[Input data Boundary: Start]
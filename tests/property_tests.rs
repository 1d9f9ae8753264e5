//! Property tests for secret-access-log.
//!
//! These tests check the formatter's totality and bucket invariants and the
//! resume guard's one-grant-one-resume rule over generated inputs.

use chrono::{FixedOffset, Utc};
use proptest::prelude::*;
use secret_access_log::{
    Bucket, Calendar, Clock, EventType, LogEntry, LogEntryFormatter, ResumeDecision, ResumeGuard,
    Templates,
};

// 2024-03-15 14:30:00 UTC
const NOW: i64 = 1_710_513_000_000;

fn arb_event_type() -> impl Strategy<Value = EventType> {
    prop::sample::select(EventType::ALL.to_vec())
}

fn arb_zone() -> impl Strategy<Value = FixedOffset> {
    (-12 * 3600..=14 * 3600i32).prop_map(|secs| FixedOffset::east_opt(secs).unwrap())
}

#[derive(Debug, Clone, Copy)]
enum GuardOp {
    Grant,
    Regain,
}

fn arb_guard_ops() -> impl Strategy<Value = Vec<GuardOp>> {
    prop::collection::vec(
        prop_oneof![Just(GuardOp::Grant), Just(GuardOp::Regain)],
        0..40,
    )
}

proptest! {
    /// Property: formatting never panics for any entry and reference time
    #[test]
    fn proptest_format_is_total(
        code in any::<i32>(),
        timestamp in any::<i64>(),
        reference in any::<i64>(),
    ) {
        let formatter = LogEntryFormatter::new(Templates::english(), Calendar::fixed(Utc, NOW));
        let entry = LogEntry::from_code(code, timestamp);
        let text = formatter.format(&entry, reference);
        prop_assert!(!text.is_empty());
    }

    /// Property: entries less than a minute old (or in the future) are seconds
    #[test]
    fn proptest_recent_and_future_are_seconds(
        event_type in arb_event_type(),
        offset_ms in -10_000_000_000i64..60_000,
    ) {
        let formatter = LogEntryFormatter::new(Templates::english(), Calendar::fixed(Utc, NOW));
        let entry = LogEntry::new(event_type, NOW - offset_ms);
        prop_assert_eq!(formatter.classify(&entry, NOW), Bucket::Seconds);
    }

    /// Property: the minute count is the floored elapsed minutes
    #[test]
    fn proptest_minute_count_is_floored(
        event_type in arb_event_type(),
        age_ms in 60_000i64..3_600_000,
    ) {
        let formatter = LogEntryFormatter::new(Templates::english(), Calendar::fixed(Utc, NOW));
        let entry = LogEntry::new(event_type, NOW - age_ms);
        prop_assert_eq!(formatter.classify(&entry, NOW), Bucket::Minutes(age_ms / 1000 / 60));
    }

    /// Property: older entries are bucketed by strict comparison to the day anchors
    #[test]
    fn proptest_day_buckets_match_anchors(
        zone in arb_zone(),
        age_ms in 3_600_000i64..10 * 86_400_000,
    ) {
        let calendar = Calendar::fixed(zone, NOW);
        let midnight = calendar.start_of_day(NOW);
        let yesterday = calendar.day_before(midnight);
        let formatter = LogEntryFormatter::new(Templates::english(), calendar);

        let timestamp = NOW - age_ms;
        let expected = if timestamp > midnight {
            Bucket::Today
        } else if timestamp > yesterday {
            Bucket::Yesterday
        } else {
            Bucket::Dated
        };

        let entry = LogEntry::new(EventType::Viewed, timestamp);
        prop_assert_eq!(formatter.classify(&entry, NOW), expected);
    }

    /// Property: formatting is a pure function of its inputs
    #[test]
    fn proptest_format_is_idempotent(
        event_type in arb_event_type(),
        timestamp in 0i64..4_000_000_000_000,
        zone in arb_zone(),
    ) {
        let formatter = LogEntryFormatter::new(Templates::english(), Calendar::fixed(zone, NOW));
        let entry = LogEntry::new(event_type, timestamp);
        prop_assert_eq!(formatter.format(&entry, NOW), formatter.format(&entry, NOW));
    }

    /// Property: every allowed regain after the first is paid for by a grant
    #[test]
    fn proptest_guard_allows_at_most_one_regain_per_grant(ops in arb_guard_ops()) {
        let mut guard = ResumeGuard::new();
        // The initial display counts as one grant.
        let mut pending = true;

        for op in ops {
            match op {
                GuardOp::Grant => {
                    guard.grant_next_resume();
                    pending = true;
                }
                GuardOp::Regain => {
                    let expected = if pending { ResumeDecision::Allow } else { ResumeDecision::Deny };
                    prop_assert_eq!(guard.on_foreground_regain(), expected);
                    pending = false;
                }
            }
        }
    }
}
[Input data Boundary: End]
About this exercise: Each record is to be reproduced exactly as it appears.

Your response:
filename tests/property_tests.rs
repository 1d9f9ae8753264e5
//! Property tests for secret-access-log.
//!
//! These tests check the formatter's totality and bucket invariants and the
//! resume guard's one-grant-one-resume rule over generated inputs.

use chrono::{FixedOffset, Utc};
use proptest::prelude::*;
use secret_access_log::{
    Bucket, Calendar, Clock, EventType, LogEntry, LogEntryFormatter, ResumeDecision, ResumeGuard,
    Templates,
};

// 2024-03-15 14:30:00 UTC
const NOW: i64 = 1_710_513_000_000;

fn arb_event_type() -> impl Strategy<Value = EventType> {
    prop::sample::select(EventType::ALL.to_vec())
}

fn arb_zone() -> impl Strategy<Value = FixedOffset> {
    (-12 * 3600..=14 * 3600i32).prop_map(|secs| FixedOffset::east_opt(secs).unwrap())
}

#[derive(Debug, Clone, Copy)]
enum GuardOp {
    Grant,
    Regain,
}

fn arb_guard_ops() -> impl Strategy<Value = Vec<GuardOp>> {
    prop::collection::vec(
        prop_oneof![Just(GuardOp::Grant), Just(GuardOp::Regain)],
        0..40,
    )
}

proptest! {
    /// Property: formatting never panics for any entry and reference time
    #[test]
    fn proptest_format_is_total(
        code in any::<i32>(),
        timestamp in any::<i64>(),
        reference in any::<i64>(),
    ) {
        let formatter = LogEntryFormatter::new(Templates::english(), Calendar::fixed(Utc, NOW));
        let entry = LogEntry::from_code(code, timestamp);
        let text = formatter.format(&entry, reference);
        prop_assert!(!text.is_empty());
    }

    /// Property: entries less than a minute old (or in the future) are seconds
    #[test]
    fn proptest_recent_and_future_are_seconds(
        event_type in arb_event_type(),
        offset_ms in -10_000_000_000i64..60_000,
    ) {
        let formatter = LogEntryFormatter::new(Templates::english(), Calendar::fixed(Utc, NOW));
        let entry = LogEntry::new(event_type, NOW - offset_ms);
        prop_assert_eq!(formatter.classify(&entry, NOW), Bucket::Seconds);
    }

    /// Property: the minute count is the floored elapsed minutes
    #[test]
    fn proptest_minute_count_is_floored(
        event_type in arb_event_type(),
        age_ms in 60_000i64..3_600_000,
    ) {
        let formatter = LogEntryFormatter::new(Templates::english(), Calendar::fixed(Utc, NOW));
        let entry = LogEntry::new(event_type, NOW - age_ms);
        prop_assert_eq!(formatter.classify(&entry, NOW), Bucket::Minutes(age_ms / 1000 / 60));
    }

    /// Property: older entries are bucketed by strict comparison to the day anchors
    #[test]
    fn proptest_day_buckets_match_anchors(
        zone in arb_zone(),
        age_ms in 3_600_000i64..10 * 86_400_000,
    ) {
        let calendar = Calendar::fixed(zone, NOW);
        let midnight = calendar.start_of_day(NOW);
        let yesterday = calendar.day_before(midnight);
        let formatter = LogEntryFormatter::new(Templates::english(), calendar);

        let timestamp = NOW - age_ms;
        let expected = if timestamp > midnight {
            Bucket::Today
        } else if timestamp > yesterday {
            Bucket::Yesterday
        } else {
            Bucket::Dated
        };

        let entry = LogEntry::new(EventType::Viewed, timestamp);
        prop_assert_eq!(formatter.classify(&entry, NOW), expected);
    }

    /// Property: formatting is a pure function of its inputs
    #[test]
    fn proptest_format_is_idempotent(
        event_type in arb_event_type(),
        timestamp in 0i64..4_000_000_000_000,
        zone in arb_zone(),
    ) {
        let formatter = LogEntryFormatter::new(Templates::english(), Calendar::fixed(zone, NOW));
        let entry = LogEntry::new(event_type, timestamp);
        prop_assert_eq!(formatter.format(&entry, NOW), formatter.format(&entry, NOW));
    }

    /// Property: every allowed regain after the first is paid for by a grant
    #[test]
    fn proptest_guard_allows_at_most_one_regain_per_grant(ops in arb_guard_ops()) {
        let mut guard = ResumeGuard::new();
        // The initial display counts as one grant.
        let mut pending = true;

        for op in ops {
            match op {
                GuardOp::Grant => {
                    guard.grant_next_resume();
                    pending = true;
                }
                GuardOp::Regain => {
                    let expected = if pending { ResumeDecision::Allow } else { ResumeDecision::Deny };
                    prop_assert_eq!(guard.on_foreground_regain(), expected);
                    pending = false;
                }
            }
        }
    }
}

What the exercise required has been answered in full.